■ **YOUR INSTRUCTIONS**: How many lines in the data below have the string "partial"? Reply with the number alone.

Stored items from a collection
######
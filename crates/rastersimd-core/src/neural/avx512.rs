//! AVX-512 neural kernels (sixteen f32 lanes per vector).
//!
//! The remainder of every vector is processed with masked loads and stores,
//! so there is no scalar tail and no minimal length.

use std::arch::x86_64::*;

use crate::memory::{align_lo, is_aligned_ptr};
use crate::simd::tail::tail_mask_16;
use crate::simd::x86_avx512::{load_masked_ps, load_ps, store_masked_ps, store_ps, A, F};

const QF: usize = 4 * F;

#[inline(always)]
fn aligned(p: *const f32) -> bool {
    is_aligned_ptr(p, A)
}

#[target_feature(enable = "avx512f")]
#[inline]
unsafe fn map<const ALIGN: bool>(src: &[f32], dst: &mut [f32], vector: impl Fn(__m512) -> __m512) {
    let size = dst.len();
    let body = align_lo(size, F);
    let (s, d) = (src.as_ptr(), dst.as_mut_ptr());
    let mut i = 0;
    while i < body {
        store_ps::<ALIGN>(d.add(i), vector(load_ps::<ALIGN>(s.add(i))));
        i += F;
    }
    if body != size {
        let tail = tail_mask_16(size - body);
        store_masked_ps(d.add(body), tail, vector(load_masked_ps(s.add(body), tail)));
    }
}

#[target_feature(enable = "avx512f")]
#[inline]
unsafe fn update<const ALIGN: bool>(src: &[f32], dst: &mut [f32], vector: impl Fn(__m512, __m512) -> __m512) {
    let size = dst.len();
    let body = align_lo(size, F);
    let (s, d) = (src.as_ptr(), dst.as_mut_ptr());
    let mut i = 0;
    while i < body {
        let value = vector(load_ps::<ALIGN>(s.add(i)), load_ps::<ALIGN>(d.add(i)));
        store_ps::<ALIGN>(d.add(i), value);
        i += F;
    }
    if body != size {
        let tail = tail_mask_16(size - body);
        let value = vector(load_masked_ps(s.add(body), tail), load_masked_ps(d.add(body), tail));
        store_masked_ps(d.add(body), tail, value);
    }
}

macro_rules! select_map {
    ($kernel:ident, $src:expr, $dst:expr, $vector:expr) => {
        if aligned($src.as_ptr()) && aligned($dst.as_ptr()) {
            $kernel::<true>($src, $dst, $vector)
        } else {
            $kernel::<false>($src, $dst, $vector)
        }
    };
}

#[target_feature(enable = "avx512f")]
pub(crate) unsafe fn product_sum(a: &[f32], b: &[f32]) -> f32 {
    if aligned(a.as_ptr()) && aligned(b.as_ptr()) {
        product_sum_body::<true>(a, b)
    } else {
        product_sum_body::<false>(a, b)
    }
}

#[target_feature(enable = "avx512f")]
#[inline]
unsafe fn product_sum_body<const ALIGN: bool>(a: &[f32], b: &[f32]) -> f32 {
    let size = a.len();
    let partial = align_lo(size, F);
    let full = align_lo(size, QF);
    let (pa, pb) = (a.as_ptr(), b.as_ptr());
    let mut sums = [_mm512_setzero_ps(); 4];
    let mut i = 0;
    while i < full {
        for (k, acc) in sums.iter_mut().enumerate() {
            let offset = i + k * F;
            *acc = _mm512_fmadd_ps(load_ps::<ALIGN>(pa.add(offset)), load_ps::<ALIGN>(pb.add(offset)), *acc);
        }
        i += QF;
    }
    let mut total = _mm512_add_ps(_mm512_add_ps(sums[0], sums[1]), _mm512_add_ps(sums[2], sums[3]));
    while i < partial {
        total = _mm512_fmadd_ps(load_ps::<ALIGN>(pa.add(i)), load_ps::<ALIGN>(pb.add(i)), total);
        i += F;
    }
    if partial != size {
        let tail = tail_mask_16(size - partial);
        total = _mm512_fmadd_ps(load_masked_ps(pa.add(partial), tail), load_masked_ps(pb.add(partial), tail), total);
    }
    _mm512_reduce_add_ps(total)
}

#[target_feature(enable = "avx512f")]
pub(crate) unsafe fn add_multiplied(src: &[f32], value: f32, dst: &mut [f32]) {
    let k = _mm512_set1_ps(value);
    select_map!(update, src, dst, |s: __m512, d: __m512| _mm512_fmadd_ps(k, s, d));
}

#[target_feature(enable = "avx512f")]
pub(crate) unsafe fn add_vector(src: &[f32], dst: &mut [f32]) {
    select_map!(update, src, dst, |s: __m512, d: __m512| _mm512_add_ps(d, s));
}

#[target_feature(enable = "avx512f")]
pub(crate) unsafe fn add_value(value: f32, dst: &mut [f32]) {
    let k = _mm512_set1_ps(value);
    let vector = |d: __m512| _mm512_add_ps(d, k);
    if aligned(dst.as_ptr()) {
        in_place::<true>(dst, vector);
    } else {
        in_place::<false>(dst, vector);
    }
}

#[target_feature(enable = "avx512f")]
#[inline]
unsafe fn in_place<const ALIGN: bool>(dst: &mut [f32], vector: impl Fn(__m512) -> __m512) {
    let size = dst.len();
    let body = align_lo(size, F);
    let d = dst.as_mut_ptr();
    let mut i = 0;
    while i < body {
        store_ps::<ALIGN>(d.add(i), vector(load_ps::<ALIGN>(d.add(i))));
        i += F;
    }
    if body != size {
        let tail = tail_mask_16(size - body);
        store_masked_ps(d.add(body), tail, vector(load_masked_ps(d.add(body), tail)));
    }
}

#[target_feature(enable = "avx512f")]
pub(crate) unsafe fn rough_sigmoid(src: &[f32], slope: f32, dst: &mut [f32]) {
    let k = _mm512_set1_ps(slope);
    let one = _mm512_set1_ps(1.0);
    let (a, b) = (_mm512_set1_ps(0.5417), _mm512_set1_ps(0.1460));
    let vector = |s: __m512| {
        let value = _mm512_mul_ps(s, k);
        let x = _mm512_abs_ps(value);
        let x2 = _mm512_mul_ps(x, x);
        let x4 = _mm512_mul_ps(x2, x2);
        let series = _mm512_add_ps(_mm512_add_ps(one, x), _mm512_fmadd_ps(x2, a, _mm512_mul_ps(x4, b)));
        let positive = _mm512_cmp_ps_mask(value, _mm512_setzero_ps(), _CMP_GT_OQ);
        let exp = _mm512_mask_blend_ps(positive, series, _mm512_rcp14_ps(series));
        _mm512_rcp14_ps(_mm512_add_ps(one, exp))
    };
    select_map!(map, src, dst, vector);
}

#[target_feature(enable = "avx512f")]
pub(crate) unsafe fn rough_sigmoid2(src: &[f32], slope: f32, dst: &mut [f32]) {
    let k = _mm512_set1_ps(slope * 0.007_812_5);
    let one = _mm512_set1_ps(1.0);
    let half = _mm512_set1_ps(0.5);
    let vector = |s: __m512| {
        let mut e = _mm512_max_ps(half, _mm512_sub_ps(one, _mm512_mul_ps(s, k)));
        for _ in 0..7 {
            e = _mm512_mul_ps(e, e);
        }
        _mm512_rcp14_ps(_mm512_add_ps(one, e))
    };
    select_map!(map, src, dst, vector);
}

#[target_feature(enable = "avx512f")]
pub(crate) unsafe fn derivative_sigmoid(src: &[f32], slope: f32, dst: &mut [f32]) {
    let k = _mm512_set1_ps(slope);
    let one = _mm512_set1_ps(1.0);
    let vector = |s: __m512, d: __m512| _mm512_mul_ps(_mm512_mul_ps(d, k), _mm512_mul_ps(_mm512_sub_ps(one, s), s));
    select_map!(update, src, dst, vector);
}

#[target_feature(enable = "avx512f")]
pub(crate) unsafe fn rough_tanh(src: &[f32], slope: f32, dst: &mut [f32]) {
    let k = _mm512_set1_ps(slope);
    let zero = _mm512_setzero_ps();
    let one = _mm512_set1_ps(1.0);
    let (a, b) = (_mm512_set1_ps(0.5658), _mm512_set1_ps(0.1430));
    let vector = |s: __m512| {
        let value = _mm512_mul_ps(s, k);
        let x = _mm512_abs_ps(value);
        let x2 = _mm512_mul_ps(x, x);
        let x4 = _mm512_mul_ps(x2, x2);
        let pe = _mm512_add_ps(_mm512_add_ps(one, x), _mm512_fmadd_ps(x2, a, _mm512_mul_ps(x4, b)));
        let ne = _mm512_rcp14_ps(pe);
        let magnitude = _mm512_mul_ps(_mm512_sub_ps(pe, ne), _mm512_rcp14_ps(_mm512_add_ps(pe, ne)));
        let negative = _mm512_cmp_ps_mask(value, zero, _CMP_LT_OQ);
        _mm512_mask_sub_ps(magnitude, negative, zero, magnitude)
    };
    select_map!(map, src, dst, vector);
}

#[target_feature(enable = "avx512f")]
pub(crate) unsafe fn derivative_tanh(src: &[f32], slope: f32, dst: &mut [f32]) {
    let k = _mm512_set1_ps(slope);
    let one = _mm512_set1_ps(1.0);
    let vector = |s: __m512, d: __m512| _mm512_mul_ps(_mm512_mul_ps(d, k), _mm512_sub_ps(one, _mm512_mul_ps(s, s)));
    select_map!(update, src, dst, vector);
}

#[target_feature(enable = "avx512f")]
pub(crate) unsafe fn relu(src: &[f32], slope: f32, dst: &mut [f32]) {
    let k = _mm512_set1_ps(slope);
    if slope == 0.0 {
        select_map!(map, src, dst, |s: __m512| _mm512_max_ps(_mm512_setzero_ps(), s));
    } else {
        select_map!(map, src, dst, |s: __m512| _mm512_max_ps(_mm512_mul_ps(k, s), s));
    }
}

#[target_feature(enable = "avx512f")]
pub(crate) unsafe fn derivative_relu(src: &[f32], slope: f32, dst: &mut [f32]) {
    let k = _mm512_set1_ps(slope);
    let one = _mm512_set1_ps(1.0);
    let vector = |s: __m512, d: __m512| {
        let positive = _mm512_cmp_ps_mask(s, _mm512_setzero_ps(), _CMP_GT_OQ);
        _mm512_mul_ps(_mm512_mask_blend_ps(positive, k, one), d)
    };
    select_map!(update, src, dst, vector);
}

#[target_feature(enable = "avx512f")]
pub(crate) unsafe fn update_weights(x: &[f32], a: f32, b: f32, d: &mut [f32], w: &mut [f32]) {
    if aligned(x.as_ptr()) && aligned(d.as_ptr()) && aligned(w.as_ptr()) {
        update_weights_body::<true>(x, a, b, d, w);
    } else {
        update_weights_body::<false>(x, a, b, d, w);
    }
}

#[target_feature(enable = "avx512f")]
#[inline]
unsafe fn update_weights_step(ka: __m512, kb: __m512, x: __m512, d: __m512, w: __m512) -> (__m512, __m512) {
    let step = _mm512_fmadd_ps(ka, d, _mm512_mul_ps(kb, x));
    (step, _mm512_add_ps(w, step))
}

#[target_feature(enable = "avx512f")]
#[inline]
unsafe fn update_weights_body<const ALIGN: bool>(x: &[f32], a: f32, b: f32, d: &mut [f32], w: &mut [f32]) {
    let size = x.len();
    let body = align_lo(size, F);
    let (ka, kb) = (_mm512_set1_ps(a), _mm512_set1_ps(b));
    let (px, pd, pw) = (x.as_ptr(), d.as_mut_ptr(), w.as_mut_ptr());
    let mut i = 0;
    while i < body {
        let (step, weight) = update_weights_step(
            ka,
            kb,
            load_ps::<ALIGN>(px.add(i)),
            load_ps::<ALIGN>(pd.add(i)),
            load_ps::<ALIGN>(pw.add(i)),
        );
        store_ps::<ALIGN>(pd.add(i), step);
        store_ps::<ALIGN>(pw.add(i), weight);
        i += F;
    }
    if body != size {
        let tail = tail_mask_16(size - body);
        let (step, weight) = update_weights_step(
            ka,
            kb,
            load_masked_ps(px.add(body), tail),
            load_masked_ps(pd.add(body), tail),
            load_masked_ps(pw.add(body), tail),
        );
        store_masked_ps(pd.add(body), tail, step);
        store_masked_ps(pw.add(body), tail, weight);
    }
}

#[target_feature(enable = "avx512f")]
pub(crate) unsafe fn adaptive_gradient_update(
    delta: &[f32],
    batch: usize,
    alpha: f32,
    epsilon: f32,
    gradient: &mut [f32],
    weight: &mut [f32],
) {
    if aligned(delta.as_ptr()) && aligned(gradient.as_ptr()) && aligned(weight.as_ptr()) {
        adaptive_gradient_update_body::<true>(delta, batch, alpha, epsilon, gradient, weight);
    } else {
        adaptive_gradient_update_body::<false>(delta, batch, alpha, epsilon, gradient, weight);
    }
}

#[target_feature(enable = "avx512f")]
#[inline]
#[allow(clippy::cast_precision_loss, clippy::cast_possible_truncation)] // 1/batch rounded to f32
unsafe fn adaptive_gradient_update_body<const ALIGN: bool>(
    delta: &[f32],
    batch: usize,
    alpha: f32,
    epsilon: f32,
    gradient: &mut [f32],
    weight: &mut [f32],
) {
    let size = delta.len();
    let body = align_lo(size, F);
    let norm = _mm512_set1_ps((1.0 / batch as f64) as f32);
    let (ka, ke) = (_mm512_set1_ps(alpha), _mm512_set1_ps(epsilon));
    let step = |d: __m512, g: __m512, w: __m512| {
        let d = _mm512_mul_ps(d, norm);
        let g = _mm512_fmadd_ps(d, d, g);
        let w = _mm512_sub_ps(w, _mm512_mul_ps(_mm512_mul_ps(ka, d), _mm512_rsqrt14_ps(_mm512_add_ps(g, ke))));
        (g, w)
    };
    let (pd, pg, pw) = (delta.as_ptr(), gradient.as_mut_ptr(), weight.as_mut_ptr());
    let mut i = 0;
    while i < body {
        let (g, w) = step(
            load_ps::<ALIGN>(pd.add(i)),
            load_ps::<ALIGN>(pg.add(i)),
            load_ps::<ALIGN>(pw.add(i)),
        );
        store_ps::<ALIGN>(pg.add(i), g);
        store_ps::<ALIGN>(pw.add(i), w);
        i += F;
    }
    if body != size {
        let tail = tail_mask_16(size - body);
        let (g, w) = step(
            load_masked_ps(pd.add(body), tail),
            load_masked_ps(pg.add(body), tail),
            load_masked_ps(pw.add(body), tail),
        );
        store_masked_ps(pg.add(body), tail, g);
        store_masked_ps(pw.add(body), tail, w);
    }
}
######
■ **RESULT FOR THIS TASK**: 5